The Education Bureau has also provided other teaching materials, such as this 7-minute video, on the different areas of the national security law to pupils. Photo: Handout

Former education secretary Eddie Ng Hak-kim told a television news channel that if students were frightened by the video there would be adverse effects as a result. He suggested comics be used instead as teaching materials.

Most of the primary school principals who met on Monday for a forum on the coming Legislative Council election said on the sidelines they did not screen the videos.

“Almost all principals said they did not broadcast the videos as they all knew they were not suitable for the primary students to watch,” said one of the head teachers, who wished to remain anonymous.
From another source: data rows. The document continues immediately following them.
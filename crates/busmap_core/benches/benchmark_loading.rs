use criterion::{criterion_group, criterion_main, Criterion};
use busmap_core::{parsers, TransitNetwork};

fn generate_stops_feed(count: u32) -> String {
    let records: Vec<String> = (0..count)
        .map(|index| {
            format!(
                r#"{{"StopNo": {}, "Name": "STOP {}", "Latitude": {}, "Longitude": {}, "Routes": "{:03}, {:03}"}}"#,
                50_000 + index,
                index,
                49.20 + f64::from(index % 100) * 0.0009,
                -123.25 + f64::from(index / 100) * 0.0014,
                index % 250,
                (index + 7) % 250,
            )
        })
        .collect();
    format!("[{}]", records.join(","))
}

fn generate_route_maps_feed(routes: u32, points: u32) -> String {
    let mut feed = String::new();
    for route in 0..routes {
        feed.push_str(&format!("N{:03}-EB1;", route));
        for point in 0..points {
            feed.push_str(&format!(
                "{};{};",
                49.20 + f64::from(point) * 0.001,
                -123.25 + f64::from(route) * 0.001
            ));
        }
        feed.push('\n');
    }
    feed
}

fn benchmark_loading(c: &mut Criterion) {
    let stops = generate_stops_feed(8_000);
    c.bench_function("parse_stops_8000", |b| {
        b.iter(|| {
            let mut network = TransitNetwork::new();
            parsers::parse_stops(&mut network, &stops)
        })
    });

    let route_maps = generate_route_maps_feed(250, 400);
    c.bench_function("parse_route_maps_250x400", |b| {
        b.iter(|| {
            let mut network = TransitNetwork::new();
            parsers::parse_route_maps(&mut network, &route_maps)
        })
    });
}

criterion_group!(benches, benchmark_loading);
criterion_main!(benches);
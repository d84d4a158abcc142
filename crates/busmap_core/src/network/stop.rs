use std::cmp::Ordering;
use std::collections::BTreeSet;
use std::hash::{Hash, Hasher};

use busmap_model::{Arrival, Bus, LatLon, RouteNo, StopNo};
#[cfg(feature = "parallel")]
use rayon::prelude::*;
use rustc_hash::FxHashMap;

use crate::geo::distance;

/// Location given to a stop first mentioned by a feed that does not describe it.
pub const PLACEHOLDER_STOP_LOCATION: LatLon = LatLon::new(49.2827, -123.1207);

/// Search radius used by [`StopRegistry::nearest_to_default`].
pub const DEFAULT_SEARCH_RADIUS_METERS: f64 = 10_000.0;

#[derive(Debug, Clone, PartialEq, Eq, thiserror::Error)]
pub enum SelectionError {
    #[error("stop {0} is not registered")]
    UnknownStop(StopNo),
}

/// A bus stop. Identity and equality are the stop number alone.
#[derive(Debug, Clone)]
pub struct Stop {
    number: StopNo,
    name: String,
    location: LatLon,
    pub(super) routes: BTreeSet<RouteNo>,
    buses: Vec<Bus>,
    arrivals: Vec<Arrival>,
}

impl Stop {
    pub(crate) fn new(number: StopNo, name: impl Into<String>, location: LatLon) -> Self {
        Self {
            number,
            name: name.into(),
            location,
            routes: BTreeSet::new(),
            buses: Vec::new(),
            arrivals: Vec::new(),
        }
    }

    pub fn number(&self) -> StopNo {
        self.number
    }

    pub fn name(&self) -> &str {
        &self.name
    }

    pub fn set_name(&mut self, name: impl Into<String>) {
        self.name = name.into();
    }

    pub fn location(&self) -> LatLon {
        self.location
    }

    pub fn set_location(&mut self, location: LatLon) {
        self.location = location;
    }

    /// Route numbers serving this stop. Mutated only through `TransitNetwork::link`/`unlink`.
    pub fn routes(&self) -> &BTreeSet<RouteNo> {
        &self.routes
    }

    pub fn serves(&self, route: &str) -> bool {
        self.routes.contains(route)
    }

    pub fn buses(&self) -> &[Bus] {
        &self.buses
    }

    /// Adds the bus if its route serves this stop; returns whether it was added.
    pub fn add_bus(&mut self, bus: Bus) -> bool {
        if !self.serves(&bus.route) {
            return false;
        }
        self.buses.push(bus);
        true
    }

    pub fn clear_buses(&mut self) {
        self.buses.clear();
    }

    /// Swaps in a complete new bus list, dropping buses on routes that do not serve
    /// this stop. Returns the previous list.
    pub fn replace_buses(&mut self, buses: Vec<Bus>) -> Vec<Bus> {
        let served = buses
            .into_iter()
            .filter(|bus| self.routes.contains(&bus.route))
            .collect();
        std::mem::replace(&mut self.buses, served)
    }

    pub fn arrivals(&self) -> &[Arrival] {
        &self.arrivals
    }

    pub fn add_arrival(&mut self, arrival: Arrival) {
        self.arrivals.push(arrival);
    }

    pub fn clear_arrivals(&mut self) {
        self.arrivals.clear();
    }

    /// Swaps in a complete new arrival list. Returns the previous list.
    pub fn replace_arrivals(&mut self, arrivals: Vec<Arrival>) -> Vec<Arrival> {
        std::mem::replace(&mut self.arrivals, arrivals)
    }
}

impl PartialEq for Stop {
    fn eq(&self, other: &Self) -> bool {
        self.number == other.number
    }
}

impl Eq for Stop {}

impl Hash for Stop {
    fn hash<H: Hasher>(&self, state: &mut H) {
        self.number.hash(state);
    }
}

/// Identity-preserving store of every stop in a session, plus the user's selected stop.
#[derive(Debug, Default, Clone)]
pub struct StopRegistry {
    stops: FxHashMap<StopNo, Stop>,
    selected: Option<StopNo>,
}

impl StopRegistry {
    pub fn new() -> Self {
        Self::default()
    }

    /// Returns the stop with `number`, creating a placeholder (empty name,
    /// [`PLACEHOLDER_STOP_LOCATION`]) on first reference.
    pub fn get_or_create(&mut self, number: StopNo) -> &mut Stop {
        self.stops
            .entry(number)
            .or_insert_with(|| Stop::new(number, "", PLACEHOLDER_STOP_LOCATION))
    }

    /// Returns the stop with `number`, creating it with `name` and `location` on first
    /// reference. An existing stop is returned untouched; use the setters to update it.
    pub fn get_or_create_with(
        &mut self,
        number: StopNo,
        name: impl Into<String>,
        location: LatLon,
    ) -> &mut Stop {
        self.stops
            .entry(number)
            .or_insert_with(|| Stop::new(number, name, location))
    }

    pub fn get(&self, number: StopNo) -> Option<&Stop> {
        self.stops.get(&number)
    }

    pub fn get_mut(&mut self, number: StopNo) -> Option<&mut Stop> {
        self.stops.get_mut(&number)
    }

    pub fn contains(&self, number: StopNo) -> bool {
        self.stops.contains_key(&number)
    }

    pub fn len(&self) -> usize {
        self.stops.len()
    }

    pub fn is_empty(&self) -> bool {
        self.stops.is_empty()
    }

    /// Every stop exactly once, in no particular order.
    pub fn iter(&self) -> impl Iterator<Item = &Stop> {
        self.stops.values()
    }

    pub(crate) fn iter_mut(&mut self) -> impl Iterator<Item = &mut Stop> {
        self.stops.values_mut()
    }

    /// Drops every stop and the selection with them.
    pub(crate) fn clear(&mut self) {
        self.stops.clear();
        self.selected = None;
    }

    /// Selects a registered stop. An unknown stop leaves the current selection in place.
    pub fn select(&mut self, number: StopNo) -> Result<&Stop, SelectionError> {
        let stop = self
            .stops
            .get(&number)
            .ok_or(SelectionError::UnknownStop(number))?;
        self.selected = Some(number);
        Ok(stop)
    }

    pub fn selected(&self) -> Option<&Stop> {
        self.selected.and_then(|number| self.stops.get(&number))
    }

    pub fn clear_selection(&mut self) {
        self.selected = None;
    }

    /// The stop closest to `point` among those strictly closer than `radius_meters`.
    ///
    /// Equidistant candidates resolve to the lowest stop number.
    pub fn nearest_to(&self, point: LatLon, radius_meters: f64) -> Option<&Stop> {
        #[cfg(feature = "parallel")]
        let nearest = self
            .stops
            .par_iter()
            .map(|(_, stop)| (distance(point, stop.location), stop))
            .filter(|(meters, _)| *meters < radius_meters)
            .min_by(compare_candidates);

        #[cfg(not(feature = "parallel"))]
        let nearest = self
            .stops
            .values()
            .map(|stop| (distance(point, stop.location), stop))
            .filter(|(meters, _)| *meters < radius_meters)
            .min_by(compare_candidates);

        nearest.map(|(_, stop)| stop)
    }

    pub fn nearest_to_default(&self, point: LatLon) -> Option<&Stop> {
        self.nearest_to(point, DEFAULT_SEARCH_RADIUS_METERS)
    }
}

fn compare_candidates(a: &(f64, &Stop), b: &(f64, &Stop)) -> Ordering {
    a.0.total_cmp(&b.0)
        .then_with(|| a.1.number.cmp(&b.1.number))
}
use busmap_model::LatLon;

/// Mean Earth radius used for great-circle distances.
pub const EARTH_RADIUS_METERS: f64 = 6_371_000.0;

/// Great-circle distance in meters (haversine).
pub fn distance(a: LatLon, b: LatLon) -> f64 {
    let lat1_rad = a.latitude.to_radians();
    let lat2_rad = b.latitude.to_radians();
    let delta_lat = (b.latitude - a.latitude).to_radians();
    let delta_lon = (b.longitude - a.longitude).to_radians();

    let h = (delta_lat / 2.0).sin().powi(2)
        + lat1_rad.cos() * lat2_rad.cos() * (delta_lon / 2.0).sin().powi(2);
    let c = 2.0 * h.sqrt().atan2((1.0 - h).max(0.0).sqrt());
    EARTH_RADIUS_METERS * c
}

#[cfg(test)]
mod tests {
    use super::*;

    const UBC: LatLon = LatLon::new(49.2606, -123.2460);
    const DOWNTOWN: LatLon = LatLon::new(49.2827, -123.1207);

    #[test]
    fn distance_to_self_is_zero() {
        assert_eq!(distance(UBC, UBC), 0.0);
        assert_eq!(distance(DOWNTOWN, DOWNTOWN), 0.0);
    }

    #[test]
    fn distance_is_symmetric() {
        assert_eq!(distance(UBC, DOWNTOWN), distance(DOWNTOWN, UBC));
    }

    #[test]
    fn matches_known_distance() {
        // UBC to downtown Vancouver is roughly 9.4 km.
        let meters = distance(UBC, DOWNTOWN);
        assert!((meters - 9_400.0).abs() < 150.0, "got {}", meters);
    }

    #[test]
    fn one_degree_of_latitude() {
        let meters = distance(LatLon::new(0.0, 0.0), LatLon::new(1.0, 0.0));
        let expected = EARTH_RADIUS_METERS * 1f64.to_radians();
        assert!((meters - expected).abs() < 1e-6);
    }

    #[test]
    fn grows_monotonically_along_a_bearing() {
        let mut previous = 0.0;
        for step in 1..=50 {
            let point = LatLon::new(
                UBC.latitude + step as f64 * 0.005,
                UBC.longitude + step as f64 * 0.005,
            );
            let meters = distance(UBC, point);
            assert!(meters > previous);
            previous = meters;
        }
    }
}
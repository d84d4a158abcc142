#![no_main]
use libfuzzer_sys::fuzz_target;
use arbitrary::Arbitrary;
use busmap_core::{LatLon, Rectangle};

#[derive(Debug, Arbitrary)]
struct FuzzData {
    north: f64,
    west: f64,
    south: f64,
    east: f64,
    path: Vec<(f64, f64)>,
}

fuzz_target!(|data: FuzzData| {
    let rect = Rectangle::new(
        LatLon::new(data.north, data.west),
        LatLon::new(data.south, data.east),
    );
    let path: Vec<LatLon> = data
        .path
        .iter()
        .map(|(lat, lon)| LatLon::new(*lat, *lon))
        .collect();

    for (src, dst) in path.windows(2).map(|pair| (pair[0], pair[1])) {
        // A segment with an endpoint inside is never clipped away.
        if rect.contains(src) || rect.contains(dst) {
            assert!(rect.intersects_segment(src, dst));
        }
    }
    assert!(rect.visible_segments(&path).count() <= path.len().saturating_sub(1));
});
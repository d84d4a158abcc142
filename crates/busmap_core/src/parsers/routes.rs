use busmap_model::{PatternRecord, RouteRecord};
use serde_json::Value;
use tracing::{debug, info};

use super::{decode, finish, record_array, required};
use crate::feed::UNNUMBERED_ROUTE;
use crate::network::Route;
use crate::notice::{FeedNotice, NoticeContainer, NoticeSeverity, NOTICE_CODE_INCOMPLETE_PATTERN};
use crate::{FeedError, FeedKind, TransitNetwork};

/// Parses the static routes feed:
/// `[{RouteNo, Name, Patterns: [{PatternNo, Destination, Direction}, ...]}, ...]`.
///
/// Returns the number of routes committed. This feed is authoritative for route names and
/// for pattern destination and direction.
pub fn parse_routes(network: &mut TransitNetwork, payload: &str) -> Result<usize, FeedError> {
    let mut notices = NoticeContainer::new();
    parse_routes_with_notices(network, payload, &mut notices)
}

pub fn parse_routes_with_notices(
    network: &mut TransitNetwork,
    payload: &str,
    notices: &mut NoticeContainer,
) -> Result<usize, FeedError> {
    let records = record_array(FeedKind::Routes, payload)?;

    let mut committed = 0;
    let mut skipped = Vec::new();
    for (index, value) in records.into_iter().enumerate() {
        let record: RouteRecord = decode(value);
        let (number, name, patterns) = match route_fields(&record) {
            Ok(fields) => fields,
            Err(field) => {
                let id = record
                    .route_no
                    .clone()
                    .unwrap_or_else(|| UNNUMBERED_ROUTE.to_string());
                debug!("skipping route record {} ({}): missing {}", index, id, field);
                notices.push(FeedNotice::missing_required_field(
                    FeedKind::Routes,
                    index,
                    field,
                    record.route_no.clone().map(|number| ("routeNo", number)),
                ));
                skipped.push(id);
                continue;
            }
        };

        let route = network.routes.get_or_create_with_name(number, name);
        route.set_name(name);
        for (pattern_index, pattern) in patterns.iter().enumerate() {
            apply_pattern(route, index, pattern_index, pattern, notices);
        }
        committed += 1;
    }

    info!(
        "routes feed: {} committed, {} skipped",
        committed,
        skipped.len()
    );
    finish(FeedKind::Routes, committed, skipped)
}

fn route_fields(record: &RouteRecord) -> Result<(&str, &str, &[Value]), &'static str> {
    let number = required(record.route_no.as_deref(), "RouteNo")?;
    let name = required(record.name.as_deref(), "Name")?;
    let patterns = required(record.patterns.as_deref(), "Patterns")?;
    Ok((number, name, patterns))
}

/// Pattern sub-records lacking a field are skipped without failing the route.
fn apply_pattern(
    route: &mut Route,
    record_index: usize,
    pattern_index: usize,
    value: &Value,
    notices: &mut NoticeContainer,
) {
    let pattern: PatternRecord = decode(value.clone());
    match (
        pattern.pattern_no.as_deref(),
        pattern.destination.as_deref(),
        pattern.direction.as_deref(),
    ) {
        (Some(name), Some(destination), Some(direction)) => {
            route.pattern_with(name, destination, direction);
        }
        _ => {
            debug!(
                "skipping incomplete pattern {} of route {}",
                pattern_index,
                route.number()
            );
            notices.push(
                FeedNotice::new(
                    NOTICE_CODE_INCOMPLETE_PATTERN,
                    NoticeSeverity::Info,
                    FeedKind::Routes,
                    "route pattern is missing PatternNo, Destination or Direction",
                )
                .at_record(record_index)
                .with_context_field("routeNo", route.number())
                .with_context_field("patternIndex", pattern_index),
            );
        }
    }
}
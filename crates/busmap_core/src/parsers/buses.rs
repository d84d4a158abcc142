use busmap_model::{Bus, BusRecord, LatLon, RouteNo, StopNo};
use tracing::{debug, info};

use super::{decode, record_array, Commit};
use crate::notice::{
    FeedNotice, NoticeContainer, NoticeSeverity, NOTICE_CODE_INCOMPLETE_BUS_RECORD,
    NOTICE_CODE_UNROUTED_VEHICLE,
};
use crate::{FeedError, FeedKind, TransitNetwork};

/// Parses a bus positions feed for `stop` and appends the buses to the stop:
/// `[{RouteNo, Destination, Latitude, Longitude, RecordedTime}, ...]`.
///
/// Incomplete records are skipped and buses on routes that do not serve the stop are
/// dropped; neither fails the feed. Returns the number of buses added.
pub fn parse_buses(
    network: &mut TransitNetwork,
    stop: StopNo,
    payload: &str,
) -> Result<usize, FeedError> {
    let mut notices = NoticeContainer::new();
    parse_buses_with_notices(network, stop, payload, &mut notices)
}

pub fn parse_buses_with_notices(
    network: &mut TransitNetwork,
    stop: StopNo,
    payload: &str,
    notices: &mut NoticeContainer,
) -> Result<usize, FeedError> {
    ingest_buses(network, stop, payload, notices, Commit::Append)
}

/// Like [`parse_buses`], but the stop's bus list is replaced as a whole.
pub fn refresh_buses(
    network: &mut TransitNetwork,
    stop: StopNo,
    payload: &str,
) -> Result<usize, FeedError> {
    let mut notices = NoticeContainer::new();
    refresh_buses_with_notices(network, stop, payload, &mut notices)
}

pub fn refresh_buses_with_notices(
    network: &mut TransitNetwork,
    stop: StopNo,
    payload: &str,
    notices: &mut NoticeContainer,
) -> Result<usize, FeedError> {
    ingest_buses(network, stop, payload, notices, Commit::Replace)
}

fn ingest_buses(
    network: &mut TransitNetwork,
    stop: StopNo,
    payload: &str,
    notices: &mut NoticeContainer,
    commit: Commit,
) -> Result<usize, FeedError> {
    let records = record_array(FeedKind::Buses, payload)?;

    let mut buses = Vec::new();
    for (index, value) in records.into_iter().enumerate() {
        let record: BusRecord = decode(value);
        let Some(bus) = bus_from(record) else {
            debug!("skipping bus record {} for stop {}", index, stop);
            notices.push(
                FeedNotice::new(
                    NOTICE_CODE_INCOMPLETE_BUS_RECORD,
                    NoticeSeverity::Info,
                    FeedKind::Buses,
                    "bus record is missing a required field",
                )
                .at_record(index)
                .with_context_field("stopNo", stop),
            );
            continue;
        };
        network.routes.get_or_create(&bus.route);
        buses.push((index, bus));
    }

    let target = network.stops.get_or_create(stop);
    let mut served = Vec::with_capacity(buses.len());
    for (index, bus) in buses {
        if target.serves(&bus.route) {
            served.push(bus);
        } else {
            debug!("dropping bus on route {} not serving stop {}", bus.route, stop);
            notices.push(
                FeedNotice::new(
                    NOTICE_CODE_UNROUTED_VEHICLE,
                    NoticeSeverity::Info,
                    FeedKind::Buses,
                    "bus route does not serve the stop",
                )
                .at_record(index)
                .with_context_field("stopNo", stop)
                .with_context_field("routeNo", bus.route.as_str()),
            );
        }
    }

    let added = served.len();
    match commit {
        Commit::Append => {
            for bus in served {
                target.add_bus(bus);
            }
        }
        Commit::Replace => {
            target.replace_buses(served);
        }
    }

    info!("bus feed: {} buses for stop {}", added, stop);
    Ok(added)
}

fn bus_from(record: BusRecord) -> Option<Bus> {
    let route = RouteNo::from(record.route_no?);
    let destination = record.destination?;
    let location = LatLon::new(record.latitude?, record.longitude?);
    let recorded_time = record.recorded_time?;
    Some(Bus::new(route, location, destination, recorded_time))
}
use busmap_model::{LatLon, StopNo, StopRecord};
use tracing::{debug, info};

use super::{decode, finish, record_array, required};
use crate::feed::UNNUMBERED_STOP;
use crate::notice::{FeedNotice, NoticeContainer};
use crate::{FeedError, FeedKind, TransitNetwork};

/// Parses the static stops feed: `[{StopNo, Name, Latitude, Longitude, Routes}, ...]`.
///
/// Returns the number of stops committed. Stops already in the network (including
/// placeholders created by real-time feeds) get their name and location overwritten.
pub fn parse_stops(network: &mut TransitNetwork, payload: &str) -> Result<usize, FeedError> {
    let mut notices = NoticeContainer::new();
    parse_stops_with_notices(network, payload, &mut notices)
}

pub fn parse_stops_with_notices(
    network: &mut TransitNetwork,
    payload: &str,
    notices: &mut NoticeContainer,
) -> Result<usize, FeedError> {
    let records = record_array(FeedKind::Stops, payload)?;

    let mut committed = 0;
    let mut skipped = Vec::new();
    for (index, value) in records.into_iter().enumerate() {
        let record: StopRecord = decode(value);
        let number = record
            .stop_no
            .and_then(|number| StopNo::try_from(number).ok());

        let (number, name, location) = match stop_fields(number, &record) {
            Ok(fields) => fields,
            Err(field) => {
                let id = number
                    .map(|number| number.to_string())
                    .unwrap_or_else(|| UNNUMBERED_STOP.to_string());
                debug!("skipping stop record {} ({}): missing {}", index, id, field);
                notices.push(FeedNotice::missing_required_field(
                    FeedKind::Stops,
                    index,
                    field,
                    number.map(|number| ("stopNo", number.to_string())),
                ));
                skipped.push(id);
                continue;
            }
        };

        if !location.is_within_bounds() {
            debug!("stop {} has out-of-range coordinates {}", number, location);
            notices.push(FeedNotice::coordinates_out_of_range(
                FeedKind::Stops,
                index,
                number,
                location,
            ));
        }

        let stop = network.stops.get_or_create_with(number, name, location);
        stop.set_name(name);
        stop.set_location(location);
        for route in record.route_numbers() {
            network.link(number, route);
        }
        committed += 1;
    }

    info!(
        "stops feed: {} committed, {} skipped",
        committed,
        skipped.len()
    );
    finish(FeedKind::Stops, committed, skipped)
}

fn stop_fields(
    number: Option<StopNo>,
    record: &StopRecord,
) -> Result<(StopNo, &str, LatLon), &'static str> {
    let number = required(number, "StopNo")?;
    let name = required(record.name.as_deref(), "Name")?;
    let latitude = required(record.latitude, "Latitude")?;
    let longitude = required(record.longitude, "Longitude")?;
    required(record.routes.as_deref(), "Routes")?;
    Ok((number, name, LatLon::new(latitude, longitude)))
}
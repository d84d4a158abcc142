use std::path::Path;

use anyhow::Context;
use busmap_core::geo::distance;
use busmap_core::{
    Arrival, Bus, FeedKind, FeedNotice, FeedStatus, IngestOutcome, LatLon, Rectangle, RouteNo,
    Stop, StopNo, TransitNetwork,
};
use chrono::{Local, SecondsFormat};
use serde::Serialize;

#[derive(Debug, Serialize)]
pub struct Report {
    pub generated_at: String,
    pub version: &'static str,
    pub summary: NetworkSummary,
    pub feeds: Vec<FeedReport>,
    #[serde(skip_serializing_if = "Option::is_none")]
    pub nearest: Option<NearestStopReport>,
    #[serde(skip_serializing_if = "Option::is_none")]
    pub selected_stop: Option<SelectedStopReport>,
}

#[derive(Debug, Serialize)]
pub struct NetworkSummary {
    pub stops: usize,
    pub routes: usize,
    pub patterns: usize,
}

#[derive(Debug, Serialize)]
pub struct FeedReport {
    pub feed: FeedKind,
    pub source: String,
    pub status: FeedStatus,
    pub committed: usize,
    #[serde(skip_serializing_if = "Vec::is_empty")]
    pub skipped: Vec<String>,
    #[serde(skip_serializing_if = "Option::is_none")]
    pub error: Option<String>,
    #[serde(skip_serializing_if = "Vec::is_empty")]
    pub notices: Vec<FeedNotice>,
}

impl From<IngestOutcome> for FeedReport {
    fn from(outcome: IngestOutcome) -> Self {
        Self {
            feed: outcome.feed,
            skipped: outcome.skipped().to_vec(),
            error: outcome.error.as_ref().map(ToString::to_string),
            source: outcome.source,
            status: outcome.status,
            committed: outcome.committed,
            notices: outcome.notices.into_vec(),
        }
    }
}

#[derive(Debug, Serialize)]
pub struct StopSummary {
    pub number: StopNo,
    pub name: String,
    pub location: LatLon,
}

impl From<&Stop> for StopSummary {
    fn from(stop: &Stop) -> Self {
        Self {
            number: stop.number(),
            name: stop.name().to_string(),
            location: stop.location(),
        }
    }
}

#[derive(Debug, Serialize)]
pub struct NearestStopReport {
    pub query: LatLon,
    pub radius_meters: f64,
    pub stop: Option<StopSummary>,
    pub distance_meters: Option<f64>,
}

impl NearestStopReport {
    pub fn build(network: &TransitNetwork, query: LatLon, radius_meters: f64) -> Self {
        let nearest = network.stops.nearest_to(query, radius_meters);
        Self {
            query,
            radius_meters,
            distance_meters: nearest.map(|stop| distance(query, stop.location())),
            stop: nearest.map(StopSummary::from),
        }
    }
}

#[derive(Debug, Serialize)]
pub struct SelectedStopReport {
    pub stop: StopSummary,
    pub routes: Vec<RouteNo>,
    pub arrivals: Vec<Arrival>,
    pub buses: Vec<Bus>,
    #[serde(skip_serializing_if = "Option::is_none")]
    pub viewport: Option<Rectangle>,
    #[serde(skip_serializing_if = "Vec::is_empty")]
    pub patterns: Vec<PatternReport>,
}

#[derive(Debug, Serialize)]
pub struct PatternReport {
    pub route: RouteNo,
    pub pattern: String,
    pub destination: String,
    pub direction: String,
    pub points: usize,
    pub visible_segments: usize,
}

impl SelectedStopReport {
    /// Describes `stop` with arrivals soonest first. With a viewport, every pattern of
    /// every route serving the stop is clipped against it.
    pub fn build(network: &TransitNetwork, stop: &Stop, viewport: Option<Rectangle>) -> Self {
        let mut arrivals = stop.arrivals().to_vec();
        arrivals.sort_by_key(|arrival| arrival.minutes_to_arrival);

        let patterns: Vec<PatternReport> = viewport
            .map(|viewport| {
                stop.routes()
                    .iter()
                    .filter_map(|route| network.routes.get(route))
                    .flat_map(|route| route.patterns())
                    .map(|pattern| PatternReport {
                        route: RouteNo::from(pattern.route()),
                        pattern: pattern.name().to_string(),
                        destination: pattern.destination().to_string(),
                        direction: pattern.direction().to_string(),
                        points: pattern.path().len(),
                        visible_segments: viewport.visible_segments(pattern.path()).count(),
                    })
                    .collect()
            })
            .unwrap_or_default();

        Self {
            stop: StopSummary::from(stop),
            routes: stop.routes().iter().cloned().collect(),
            arrivals,
            buses: stop.buses().to_vec(),
            viewport,
            patterns,
        }
    }
}

impl Report {
    pub fn new(network: &TransitNetwork, feeds: Vec<FeedReport>) -> Self {
        Self {
            generated_at: Local::now().to_rfc3339_opts(SecondsFormat::Secs, true),
            version: env!("CARGO_PKG_VERSION"),
            summary: NetworkSummary {
                stops: network.stops.len(),
                routes: network.routes.len(),
                patterns: network.routes.pattern_count(),
            },
            feeds,
            nearest: None,
            selected_stop: None,
        }
    }

    /// Writes to `path`, or to stdout when no path is given.
    pub fn write_json_with_format(&self, path: Option<&Path>, pretty: bool) -> anyhow::Result<()> {
        let json = if pretty {
            serde_json::to_string_pretty(self)
        } else {
            serde_json::to_string(self)
        }
        .context("serialize report")?;
        match path {
            Some(path) => std::fs::write(path, format!("{}\n", json))
                .with_context(|| format!("write {}", path.display())),
            None => {
                println!("{}", json);
                Ok(())
            }
        }
    }
}
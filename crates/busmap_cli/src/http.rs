use std::time::Duration;

use anyhow::Context;
use busmap_core::{FeedSource, SourceError, StopNo};
use reqwest::blocking::Client;
use reqwest::header::ACCEPT;

pub const DEFAULT_API_BASE: &str = "https://api.translink.ca/rttiapi/v1";

pub fn arrivals_url(base: &str, api_key: &str, stop: StopNo) -> String {
    format!(
        "{}/stops/{}/estimates?apikey={}",
        base.trim_end_matches('/'),
        stop,
        api_key
    )
}

pub fn buses_url(base: &str, api_key: &str, stop: StopNo) -> String {
    format!(
        "{}/buses?apikey={}&stopNo={}",
        base.trim_end_matches('/'),
        api_key,
        stop
    )
}

pub fn build_client() -> anyhow::Result<Client> {
    Client::builder()
        .user_agent(format!("busmap/{}", env!("CARGO_PKG_VERSION")))
        .timeout(Duration::from_secs(20))
        .build()
        .context("build http client")
}

/// A real-time feed fetched over HTTP. Retrying is left to whoever runs the CLI.
pub struct HttpSource {
    client: Client,
    url: String,
    label: String,
}

impl HttpSource {
    /// `label` is what logs and reports show instead of the URL, which carries the API key.
    pub fn new(client: Client, url: String, label: impl Into<String>) -> Self {
        Self {
            client,
            url,
            label: label.into(),
        }
    }
}

impl FeedSource for HttpSource {
    fn name(&self) -> String {
        self.label.clone()
    }

    fn fetch(&self) -> Result<String, SourceError> {
        let fetch_error = |err: reqwest::Error| SourceError::Fetch {
            source_name: self.label.clone(),
            message: err.without_url().to_string(),
        };
        self.client
            .get(&self.url)
            .header(ACCEPT, "application/json")
            .send()
            .and_then(|response| response.error_for_status())
            .and_then(|response| response.text())
            .map_err(fetch_error)
    }
}

#[cfg(test)]
mod tests {
    use super::*;

    #[test]
    fn builds_realtime_urls() {
        assert_eq!(
            arrivals_url(DEFAULT_API_BASE, "KEY", 51479),
            "https://api.translink.ca/rttiapi/v1/stops/51479/estimates?apikey=KEY"
        );
        assert_eq!(
            buses_url("http://localhost:8080/", "KEY", 51479),
            "http://localhost:8080/buses?apikey=KEY&stopNo=51479"
        );
    }
}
“Most of the schools just plainly told the facts of the incident and asked the students to observe a one-minute silence to commemorate the Nanking victims.”

Hong Kong’s education authorities say students should learn history with a focus on national security

Ting Kin-wa, an election candidate in the education sector, urged the bureau to stop suggesting schools broadcast the “violent and bloody” video to students, adding that a clear set of guidelines should be sent to them on how to use the materials.

“The videos linked to the teaching materials should be classified as Category III,” said Ting, a former film censor, referring to a category for films only for those aged 18 or above.

“How did the bureau consider it suitable for young kids to watch? If not, why didn’t it remind schools not to play it to the junior primary students? ” he said.

Ting said teachers were made scapegoats after the bureau stressed they had to use their professional judgment when deciding whether to use government-supplied learning materials.